I was thirsty for knowledge about Therapies that involved strategies that encouraged autistically-oriented kids into more neurotypical zones.
And guess what? There was none! No books, no DVDs, CDs no support groups using this as their main focus, NOTHING.
(Since those times ten years ago, therapies like Floortime and Son Rise and Autism Experts have appeared and grown, and they largely support my points of view. But they still miss the point in some critical areas, and most involve very costly involvement from outside Practitioners. )
All the information was, and still mainly is, devoted to managing the symptoms of autism, the fear of change, the social awkwardness, the need for routines, etc., all supporting the unspoken assumption that the child is irrevocably to remain in his or her own world.
Nothing about tackling the Own World-orientation itself,
as I saw from personal experience this could be done, nothing about encouraging the more autistic person to step into the Real World,
whereupon, with time, all the autism symptoms described above: the fears, the strange behaviours, the social uninterest, would all lose their potency and begin to fall away.
The therapies collectively added up to making the loved one as comfortable and coping in their own worlds as much as possible. There was one exception.
This one exception was Julia Moor’s book – “Playing, laughing and learning with Children on the Autism Spectrum” . The common thread in the multitude of games she and others have invented for our Children is that the children must step outside their worlds and respond to the game organiser, in order to achieve the game’s goals: meaning a piece of the game is withheld until their “reaching out” completes it.

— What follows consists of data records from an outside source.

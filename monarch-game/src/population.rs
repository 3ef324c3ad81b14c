//! Subject categories and the population ledger.

use rand::Rng;
use serde::{Deserialize, Serialize};
use std::fmt;

use crate::numbers::floor_f64_to_u32;

/// Every profession a subject can hold.
#[derive(Debug, Clone, Copy, PartialEq, Eq, Hash, PartialOrd, Ord, Serialize, Deserialize)]
pub enum SubjectType {
    Idle,
    Worker,
    Soldier,
    Farmer,
    Captain,
}

impl SubjectType {
    /// All categories in ledger order. Weighted picks walk this order.
    pub const ALL: [Self; 5] = [
        Self::Idle,
        Self::Worker,
        Self::Soldier,
        Self::Farmer,
        Self::Captain,
    ];

    #[must_use]
    pub const fn index(self) -> usize {
        match self {
            Self::Idle => 0,
            Self::Worker => 1,
            Self::Soldier => 2,
            Self::Farmer => 3,
            Self::Captain => 4,
        }
    }

    #[must_use]
    pub const fn display_name(self) -> &'static str {
        match self {
            Self::Idle => "Idle",
            Self::Worker => "Worker",
            Self::Soldier => "Soldier",
            Self::Farmer => "Farmer",
            Self::Captain => "Captain",
        }
    }

    #[must_use]
    pub const fn is_civilian(self) -> bool {
        !self.is_military()
    }

    #[must_use]
    pub const fn is_military(self) -> bool {
        matches!(self, Self::Soldier | Self::Captain)
    }

    /// Gold needed to turn one idle subject into this type, before marginal growth.
    #[must_use]
    pub const fn base_equipment_cost(self) -> u32 {
        match self {
            Self::Idle => 0,
            Self::Worker => 3,
            Self::Soldier => 2,
            Self::Farmer => 6,
            Self::Captain => 20,
        }
    }
}

impl fmt::Display for SubjectType {
    fn fmt(&self, f: &mut fmt::Formatter<'_>) -> fmt::Result {
        f.write_str(self.display_name())
    }
}

/// Counts per subject category with a maintained total.
#[derive(Debug, Clone, Copy, PartialEq, Eq, Default, Serialize, Deserialize)]
pub struct Population {
    counts: [u32; 5],
    total: u32,
}

impl Population {
    #[must_use]
    pub const fn new() -> Self {
        Self {
            counts: [0; 5],
            total: 0,
        }
    }

    /// Build a population from `(type, count)` pairs.
    #[must_use]
    pub fn from_counts(entries: &[(SubjectType, u32)]) -> Self {
        let mut pop = Self::new();
        for &(subject, count) in entries {
            pop.add_many(subject, count);
        }
        pop
    }

    #[must_use]
    pub const fn count(&self, subject: SubjectType) -> u32 {
        self.counts[subject.index()]
    }

    #[must_use]
    pub const fn total(&self) -> u32 {
        self.total
    }

    #[must_use]
    pub const fn is_empty(&self) -> bool {
        self.total == 0
    }

    #[must_use]
    pub fn civilians(&self) -> u32 {
        SubjectType::ALL
            .into_iter()
            .filter(|s| s.is_civilian())
            .map(|s| self.count(s))
            .sum()
    }

    #[must_use]
    pub fn military(&self) -> u32 {
        self.count(SubjectType::Soldier) + self.count(SubjectType::Captain)
    }

    pub fn add(&mut self, subject: SubjectType) {
        self.add_many(subject, 1);
    }

    pub fn add_many(&mut self, subject: SubjectType, count: u32) {
        self.counts[subject.index()] += count;
        self.total += count;
    }

    /// Remove one subject. Returns `false` and leaves the ledger untouched when
    /// none of that type is present.
    pub fn remove(&mut self, subject: SubjectType) -> bool {
        self.remove_many(subject, 1)
    }

    /// Remove `count` subjects, all or nothing.
    pub fn remove_many(&mut self, subject: SubjectType, count: u32) -> bool {
        let slot = &mut self.counts[subject.index()];
        if *slot < count {
            return false;
        }
        *slot -= count;
        self.total -= count;
        true
    }

    pub fn add_all(&mut self, other: &Self) {
        for subject in SubjectType::ALL {
            self.add_many(subject, other.count(subject));
        }
    }

    /// Subtract every category of `other`, saturating at zero. Returns `false`
    /// if any category would have gone negative.
    pub fn subtract_all(&mut self, other: &Self) -> bool {
        let mut exact = true;
        for subject in SubjectType::ALL {
            let have = self.count(subject);
            let take = other.count(subject);
            if take > have {
                exact = false;
            }
            let taken = take.min(have);
            self.counts[subject.index()] = have - taken;
            self.total -= taken;
        }
        exact
    }

    /// Remove and return everything in the given categories.
    pub fn drain_where(&mut self, keep: impl Fn(SubjectType) -> bool) -> Self {
        let mut out = Self::new();
        for subject in SubjectType::ALL {
            if keep(subject) {
                let count = self.count(subject);
                out.add_many(subject, count);
                self.counts[subject.index()] = 0;
                self.total -= count;
            }
        }
        out
    }

    /// Pick a category present in this population with probability
    /// proportional to its count, considering only categories accepted by
    /// `filter`. Categories are walked in [`SubjectType::ALL`] order, so the
    /// outcome is fully determined by the roll.
    pub fn weighted_pick<R: Rng + ?Sized>(
        &self,
        rng: &mut R,
        filter: impl Fn(SubjectType) -> bool,
    ) -> Option<SubjectType> {
        let eligible: u32 = SubjectType::ALL
            .into_iter()
            .filter(|s| filter(*s))
            .map(|s| self.count(s))
            .sum();
        if eligible == 0 {
            return None;
        }
        let scaled = rng.r#gen::<f64>() * f64::from(eligible);
        let mut roll = floor_f64_to_u32(scaled).min(eligible - 1);
        for subject in SubjectType::ALL {
            if !filter(subject) {
                continue;
            }
            let count = self.count(subject);
            if roll < count {
                return Some(subject);
            }
            roll -= count;
        }
        None
    }

    /// Weighted pick over every category.
    pub fn weighted_random_subject<R: Rng + ?Sized>(&self, rng: &mut R) -> Option<SubjectType> {
        self.weighted_pick(rng, |_| true)
    }

    /// Recompute the total from the counts; used to check snapshots.
    #[must_use]
    pub fn is_consistent(&self) -> bool {
        self.counts.iter().sum::<u32>() == self.total
    }

    pub fn iter(&self) -> impl Iterator<Item = (SubjectType, u32)> + '_ {
        SubjectType::ALL.into_iter().map(|s| (s, self.count(s)))
    }
}

#[cfg(test)]
mod tests {
    use super::*;
    use rand::SeedableRng;
    use rand::rngs::mock::StepRng;
    use rand_chacha::ChaCha20Rng;

    #[test]
    fn add_and_remove_track_total() {
        let mut pop = Population::new();
        pop.add(SubjectType::Idle);
        pop.add_many(SubjectType::Soldier, 3);
        assert_eq!(pop.total(), 4);
        assert!(pop.remove(SubjectType::Soldier));
        assert!(!pop.remove(SubjectType::Farmer));
        assert_eq!(pop.total(), 3);
        assert_eq!(pop.military(), 2);
        assert_eq!(pop.civilians(), 1);
        assert!(pop.is_consistent());
    }

    #[test]
    fn subtract_all_saturates_and_reports() {
        let mut base = Population::from_counts(&[(SubjectType::Idle, 2), (SubjectType::Worker, 1)]);
        let other = Population::from_counts(&[(SubjectType::Idle, 1), (SubjectType::Worker, 2)]);
        assert!(!base.subtract_all(&other));
        assert_eq!(base.count(SubjectType::Idle), 1);
        assert_eq!(base.count(SubjectType::Worker), 0);
        assert_eq!(base.total(), 1);
    }

    #[test]
    fn drain_where_moves_military_only() {
        let mut pop = Population::from_counts(&[
            (SubjectType::Idle, 2),
            (SubjectType::Soldier, 3),
            (SubjectType::Captain, 1),
        ]);
        let army = pop.drain_where(SubjectType::is_military);
        assert_eq!(army.total(), 4);
        assert_eq!(pop.total(), 2);
        assert_eq!(pop.military(), 0);
    }

    #[test]
    fn weighted_pick_walks_categories_in_order() {
        let pop = Population::from_counts(&[(SubjectType::Worker, 2), (SubjectType::Farmer, 1)]);
        // A zero roll lands on the first populated category.
        let mut low = StepRng::new(0, 0);
        assert_eq!(pop.weighted_random_subject(&mut low), Some(SubjectType::Worker));
        // A maximal roll lands on the last populated category.
        let mut high = StepRng::new(u64::MAX, 0);
        assert_eq!(pop.weighted_random_subject(&mut high), Some(SubjectType::Farmer));
    }

    #[test]
    fn weighted_pick_respects_filter_and_weights() {
        let pop = Population::from_counts(&[
            (SubjectType::Idle, 9),
            (SubjectType::Worker, 1),
            (SubjectType::Soldier, 50),
        ]);
        let mut rng = ChaCha20Rng::seed_from_u64(7);
        let mut idle = 0;
        for _ in 0..1_000 {
            match pop.weighted_pick(&mut rng, SubjectType::is_civilian) {
                Some(SubjectType::Idle) => idle += 1,
                Some(SubjectType::Worker) => {}
                other => panic!("unexpected pick {other:?}"),
            }
        }
        assert!(idle > 820, "idle picked {idle} times");
        assert_eq!(Population::new().weighted_random_subject(&mut rng), None);
    }

    #[test]
    fn subject_metadata() {
        assert!(SubjectType::Farmer.is_civilian());
        assert!(SubjectType::Captain.is_military());
        assert_eq!(SubjectType::Captain.base_equipment_cost(), 20);
        assert_eq!(SubjectType::Worker.to_string(), "Worker");
    }
}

Funnily enough Julia seems unaware of the fundamentally different approach her book takes, or if she is aware she certainly makes no overt reference to it.
The games in Julia’s book are referred-to in the Junior/Basic Training. To which I have added some rather useful tips (if I may say so) about how to navigate through this resource.)

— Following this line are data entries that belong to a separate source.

pub mod util;
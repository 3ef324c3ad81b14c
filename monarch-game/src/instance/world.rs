//! Populating a freshly generated map with the starting position.

use log::info;
use rand::Rng;

use crate::combat::Stronghold;
use crate::constants::{
    GOLD_VEIN_BASE, GOLD_VEIN_PER_DEPTH, GOLD_VEIN_SPREAD, STARTING_CAPITAL_GOLD,
    STARTING_CAPITAL_LEVEL, STARTING_DANGER_LEVEL, STARTING_IDLE_SUBJECTS, WILD_SECOND_SUBJECT_CHANCE,
    WILD_SUBJECT_CHANCE,
};
use crate::mapgen::{self, MapGenConfig};
use crate::population::SubjectType;
use crate::settings::GameSettings;
use crate::settlement::Settlement;
use crate::state::GameState;

pub(super) fn create_world<R: Rng + ?Sized>(settings: GameSettings, rng: &mut R) -> GameState {
    let config = MapGenConfig::load_from_static();
    let map = mapgen::generate(&config, settings.map_difficulty, settings.map_size, rng);
    let mut state = GameState::new(settings, map);
    let root = state.map.root();

    state.danger = STARTING_DANGER_LEVEL;
    state.explored.insert(root);
    state.insert_settlement(
        root,
        Settlement::capital(STARTING_CAPITAL_LEVEL, STARTING_CAPITAL_GOLD),
    );
    state.mark_captured(root);
    state.add_subjects(root, SubjectType::Idle, STARTING_IDLE_SUBJECTS);

    let peddlers: Vec<_> = state.map.peddler_sites().iter().copied().collect();
    for site in peddlers {
        state.insert_settlement(site, Settlement::peddler());
    }

    for leaf in state.map.leaves() {
        let depth = state.map.depth(leaf);
        state.strongholds.insert(leaf, Stronghold::new(depth, false));
    }
    let intermediates: Vec<_> = state
        .map
        .intermediate_stronghold_sites()
        .iter()
        .copied()
        .collect();
    for site in intermediates {
        let depth = state.map.depth(site);
        state.strongholds.insert(site, Stronghold::new(depth, true));
    }

    let veins: Vec<_> = state.map.gold_veins().iter().copied().collect();
    for vein in veins {
        let size = GOLD_VEIN_BASE
            + rng.gen_range(0..GOLD_VEIN_SPREAD)
            + GOLD_VEIN_PER_DEPTH * state.map.depth(vein);
        state.gold_veins.insert(vein, size);
    }

    let wild: Vec<_> = state
        .map
        .node_ids()
        .filter(|id| *id != root && !state.strongholds.contains_key(id))
        .collect();
    for node in wild {
        if rng.r#gen::<f64>() < WILD_SUBJECT_CHANCE {
            state.add_subjects(node, SubjectType::Idle, 1);
            if rng.r#gen::<f64>() < WILD_SECOND_SUBJECT_CHANCE {
                state.add_subjects(node, SubjectType::Idle, 1);
            }
        }
    }

    state.recalculate_housing();
    info!(
        "new {} game on a {} {} map: {} nodes, {} strongholds",
        settings.difficulty,
        settings.map_size,
        settings.map_difficulty,
        state.map.len(),
        state.strongholds.len()
    );
    state
}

Of course it is often necessary to implement coping strategies to keep the loved one on a sane course. But in themselves such strategies do not extend the child, whereas by contrast other less-autistically oriented, (or ‘neurotypical’) children are constantly extended as part of their education.
Thus, on its own, this ‘coping’ therapy is not fair on our Children, and taken to extremes reinforces the act of living in your own world.
The final separation device is to apply the Autism tag, where “we”, and “they”, are to think of each other as fundamentally different, and “never the twain shall meet”, when in actual fact we are all to some extent “autistic” ; you will see reference to this throughout the website. There is no uncrossable “gulf”. And the Training I offer you on this site is designed to move your child along the spectrum or continuum closer to the neurotypical norm.
A further disadvantage of separating someone with a tag is to no longer see them as needing the same things as “normal” people do, things like the need to laugh, to receive reaffirming support as constantly as the rest of us do, the need to be challenged to extend ourselves, the need to be given motivation rather than sterile rules. If considered at all the normal human needs are placed well behind other considerations – they have been downgraded or ignored, and rationalised (usually unintentionally, but with the same result) through the application of the Autism tag. Be assured the Training offered here will have none of such things, instead consideration for, and attempts to fulfil, all the needs we all have.